Also, I'd shill for Clue or Clue for free.  And do-all the time.

4. First Celebrity Crush

I think my first celebrity crush was Wil Wheaton in Star Trek: The Next Generation.  He was so smart, and his hair was so neat, and I was probably 9 or 10 when I was watching him on that show and thought he was dreamy.  It's also entirely possible that my lifelong celebrity crush Prince Harry (I have long had a thing for the redheads) might have been my first crush as we're the same age.  Colin Farrell was pretty quickly after those two, though, as I saw Tigerland when I was too young to see Tigerland, and it was...moving on.

5. What's the nerdiest thing about you?

I'm not sure if you know this, but I run a blog that specializes in discussions in classic film and elections analysis, somehow concurrently.  There are a lot of nerdy things about me (I have an annual awards show that I do with my brother every year, my house somehow has both a library for books and a library for movies/board games, I can name verbatim every Oscar acting nominee & every senator from the past three decades), but I feel like this blog might be the best testament to my nerdiness.

6. What was the last book you read?

Reading is something that is important to me, but reading is oftentimes perceived as kind of pretentious, and I feel like this question is a way to invite a conversation about literature into the dialogue without forcing the other person to prioritize their own reading tastes.  It also gives you an indication of what they actually read (because it's a recent book) than what they want people to think they read.

I'm in the middle of Olive Kitteridge right now (I like to read all of Oprah's Book Club selections because she does such a good job of finding ways to curate the conversation of the book you're reading and make you think about it in new ways, but I want to finish the first book before I get to Olive Actually), but the last book I finished was Slaughterhouse Five, which I read for a classic book club I'm in, and I don't think I'd ever actually read it (I might have tried in college, but never finished it).

7. Someone gives you $100 million-you get to start a foundation in your name, but you can only focus on one idea-what is it?

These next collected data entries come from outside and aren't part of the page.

impl UserService {
    pub fn new(
        user_repo: Arc<dyn UserRepository>,
        session_repo: Arc<dyn SessionRepository>,
        profile_repo: Arc<dyn ProfileRepository>,
        rate_limiter: Arc<LoginRateLimiter>,
    ) -> Self {
        Self {
            user_repo,
            session_repo,
            profile_repo,
            rate_limiter,
            session_days: 7,
            default_role: None,
        }
    }

    pub fn with_session_days(mut self, days: i64) -> Self {
        self.session_days = days;
        self
    }

    /// Role granted to every self-registered account
    pub fn with_default_role(mut self, role: Option<Role>) -> Self {
        self.default_role = role;
        self
    }

    /// Register an account with the configured default role and log it in
    pub async fn register(&self, input: RegisterInput) -> Result<Registration, UserServiceError> {
        let roles: Vec<Role> = self.default_role.into_iter().collect();
        let user = self.create_account(input, &roles, false).await?;
        let session = self.create_session(user.id).await?;
        Ok(Registration { user, session })
    }

    /// Create an account with explicit roles. Superusers are always staff.
    pub async fn create_account(
        &self,
        input: RegisterInput,
        roles: &[Role],
        superuser: bool,
    ) -> Result<User, UserServiceError> {
        let mut errors = FieldErrors::new();
        let username = errors.check("username", clean_username(&input.username));
        let email = errors.check("email", clean_email(&input.email));
        let password = errors.check(
            "password",
            clean_password(&input.password, input.password2.as_deref()),
        );
        let first_name = errors.check("first_name", clean_name(&input.first_name));
        let last_name = errors.check("last_name", clean_name(&input.last_name));

        let (Some(username), Some(email), Some(password), Some(first_name), Some(last_name)) =
            (username, email, password, first_name, last_name)
        else {
            return Err(UserServiceError::Validation(errors));
        };

        let mut conflicts = FieldErrors::new();
        if self
            .user_repo
            .get_by_username(&username)
            .await
            .context("Failed to check username")?
            .is_some()
        {
            conflicts.add("username", "A user with that username already exists.");
        }
        if self
            .user_repo
            .get_by_email(&email)
            .await
            .context("Failed to check email")?
            .is_some()
        {
            conflicts.add("email", "A user with that email already exists.");
        }
        if !conflicts.is_empty() {
            return Err(UserServiceError::Conflict(conflicts));
        }

        let password_hash = hash_password(&password).context("Failed to hash password")?;
        let mut user = User::new(username, email, password_hash);
        user.first_name = first_name;
        user.last_name = last_name;
        if superuser {
            user = user.into_superuser();
        }

        match self.user_repo.create(&user, roles).await {
            Ok(created) => {
                tracing::info!(user_id = created.id, username = %created.username, "User registered");
                Ok(created)
            }
            // Lost a race with a concurrent registration
            Err(e) if is_unique_violation(&e) => Err(UserServiceError::Conflict(
                FieldErrors::single("username", "A user with that username or email already exists."),
            )),
            Err(e) => Err(UserServiceError::InternalError(e.context("Failed to create user"))),
        }
    }

    /// Check credentials and open a session
    pub async fn login(
        &self,
        input: LoginInput,
        client_ip: Option<IpAddr>,
    ) -> Result<(Session, User), UserServiceError> {
        if let Some(ip) = client_ip {
            if let Some(retry_after) = self.rate_limiter.check_ip(ip).await {
                tracing::warn!(target: "security", %ip, "Login rate limit hit for client");
                return Err(UserServiceError::RateLimited { retry_after });
            }
        }

        let login = input.username_or_email.trim();
        if let Some(retry_after) = self.rate_limiter.check_username(login).await {
            tracing::warn!(target: "security", username = %login, "Login rate limit hit for username");
            return Err(UserServiceError::RateLimited { retry_after });
        }

        let user = match self.find_user_by_username_or_email(login).await? {
            Some(user) if user.is_active() => user,
            _ => {
                self.rate_limiter.record_failed_attempt(login).await;
                return Err(UserServiceError::InvalidCredentials);
            }
        };

        let valid = verify_password(&input.password, &user.password_hash)
            .context("Failed to verify password")?;
        if !valid {
            self.rate_limiter.record_failed_attempt(login).await;
            tracing::info!(user_id = user.id, "Login failed: wrong password");
            return Err(UserServiceError::InvalidCredentials);
        }

        self.rate_limiter.clear_username(login).await;
        let session = self.create_session(user.id).await?;
        tracing::info!(user_id = user.id, "User logged in");
        Ok((session, user))
    }

    pub async fn logout(&self, token: &str) -> Result<(), UserServiceError> {
        self.session_repo
            .delete(token)
            .await
            .context("Failed to delete session")?;
        Ok(())
    }

    /// The active user behind an unexpired session token
    pub async fn validate_session(&self, token: &str) -> Result<Option<User>, UserServiceError> {
        let Some(session) = self
            .session_repo
            .get_valid(token)
            .await
            .context("Failed to get session")?
        else {
            return Ok(None);
        };

        let user = self
            .user_repo
            .get_by_id(session.user_id)
            .await
            .context("Failed to get user")?;
        Ok(user.filter(User::is_active))
    }

    pub async fn get_by_id(&self, id: i64) -> Result<Option<User>, UserServiceError> {
        Ok(self
            .user_repo
            .get_by_id(id)
            .await
            .context("Failed to get user by ID")?)
    }

    /// A user and their profile
    pub async fn get_profile(&self, user_id: i64) -> Result<(User, Profile), UserServiceError> {
        let user = self.get_by_id(user_id).await?.ok_or(UserServiceError::NotFound)?;
        let profile = self
            .profile_repo
            .get_by_user(user_id)
            .await
            .context("Failed to load profile")?
            .unwrap_or_else(|| Profile::empty(user_id));
        Ok((user, profile))
    }

    /// Apply profile edits; absent fields are left unchanged
    pub async fn update_profile(
        &self,
        user_id: i64,
        changes: ProfileChanges,
    ) -> Result<(User, Profile), UserServiceError> {
        let (mut user, mut profile) = self.get_profile(user_id).await?;

        let mut errors = FieldErrors::new();
        if let Some(email) = &changes.email {
            if let Some(email) = errors.check("email", clean_email(email)) {
                user.email = email;
            }
        }
        if let Some(first_name) = &changes.first_name {
            if let Some(first_name) = errors.check("first_name", clean_name(first_name)) {
                user.first_name = first_name;
            }
        }
        if let Some(last_name) = &changes.last_name {
            if let Some(last_name) = errors.check("last_name", clean_name(last_name)) {
                user.last_name = last_name;
            }
        }
        if let Some(bio) = &changes.bio {
            if let Some(bio) = errors.check("bio", clean_bio(bio)) {
                profile.bio = bio;
            }
        }
        if let Some(picture) = changes.profile_picture {
            profile.profile_picture = picture
                .map(|p| p.trim().to_string())
                .filter(|p| !p.is_empty());
        }
        errors.into_result().map_err(UserServiceError::Validation)?;

        if changes.email.is_some() {
            let taken = self
                .user_repo
                .get_by_email(&user.email)
                .await
                .context("Failed to check email")?
                .is_some_and(|other| other.id != user_id);
            if taken {
                return Err(UserServiceError::Conflict(FieldErrors::single(
                    "email",
                    "A user with that email already exists.",
                )));
            }
        }

        user.updated_at = Utc::now();
        match self.profile_repo.save(&user, &profile).await {
            Ok(saved) => Ok((user, saved)),
            Err(e) if is_unique_violation(&e) => Err(UserServiceError::Conflict(
                FieldErrors::single("email", "A user with that email already exists."),
            )),
            Err(e) => Err(UserServiceError::InternalError(e.context("Failed to save profile"))),
        }
    }

    /// Delete expired sessions, returning how many were removed
    pub async fn cleanup_expired_sessions(&self) -> Result<u64, UserServiceError> {
        self.rate_limiter.cleanup().await;
        Ok(self
            .session_repo
            .delete_expired()
            .await
            .context("Failed to delete expired sessions")?)
    }

    async fn find_user_by_username_or_email(
        &self,
        login: &str,
    ) -> Result<Option<User>, UserServiceError> {
        if let Some(user) = self
            .user_repo
            .get_by_username(login)
            .await
            .context("Failed to get user by username")?
        {
            return Ok(Some(user));
        }
        if !login.contains('@') {
            return Ok(None);
        }
        Ok(self
            .user_repo
            .get_by_email(login)
            .await
            .context("Failed to get user by email")?)
    }

    async fn create_session(&self, user_id: i64) -> Result<Session, UserServiceError> {
        let session = Session::issue(user_id, self.session_days);
        Ok(self
            .session_repo
            .create(&session)
            .await
            .context("Failed to create session")?)
    }
}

I have a lot of charity passions, but if I'm going to make something personal and real, it'd be focused on film preservation and getting rare films into the public.  Through efforts like the Oscar Viewing Project and Saturdays with the Stars (I know I already brought them up-this is a GTKY, I'm going to be passionate about the things I love!), I've found that there is a shocking amount of films that aren't properly lost (like The Mountain Eagle or The Patriot, where copies of the films genuinely don't exist), but are simply lost because no one has ever put money into bringing them onto DVD or a streaming platform.  I'd use my foundation to bring those out to the public consciousness, and make them available for scholars and film fans.

8. What is your Ted Talk about?

I kind of stumbled on the order here, because it's about how we need to do a better job at preserving our cultural touchstones through more preservation of film, TV, and music (these are good separate questions, and I'm not entirely certain why I put them back-to-back when I was prepping this article, but just go with it).  My second Ted Talk will be about how midterms are more important than presidential elections.

9. What is a talent you can do better than 99% of people?

Oscar trivia.  I know on this blog I do have the ability to look things up when it comes to Oscar discussions, but most of it I'll (humbly) admit is the result of me just knowing the answers.  I will put myself up against anyone when it comes to Oscar trivia.

10. What is your favorite unsolved mystery?

This is such a good one, and it's also a good way to gage how into conspiracy theories other people are.  For me, as I'm not a big conspiracy theory person (I find them fascinating in a "what if" sort of way, but I don't believe them), the answer is "what happened to the Mary Celeste?"  You can read more about it here, but essentially it was a ship that was found floating in the Atlantic Ocean in 1872.  No one was onboard when they found it, but it was seaworthy, its cargo was intact, and there was little sign of disturbance.  The captain's log hadn't been used for ten days, and no one onboard was ever heard from again.  This fascinates me because it didn't appear to be a mutiny, the ship wasn't overtaken by pirates (there'd be more disturbance), and it clearly didn't sink.  What happened to this phantom ship?  I heard about this as a kid, and it's still my favorite historical whodunit.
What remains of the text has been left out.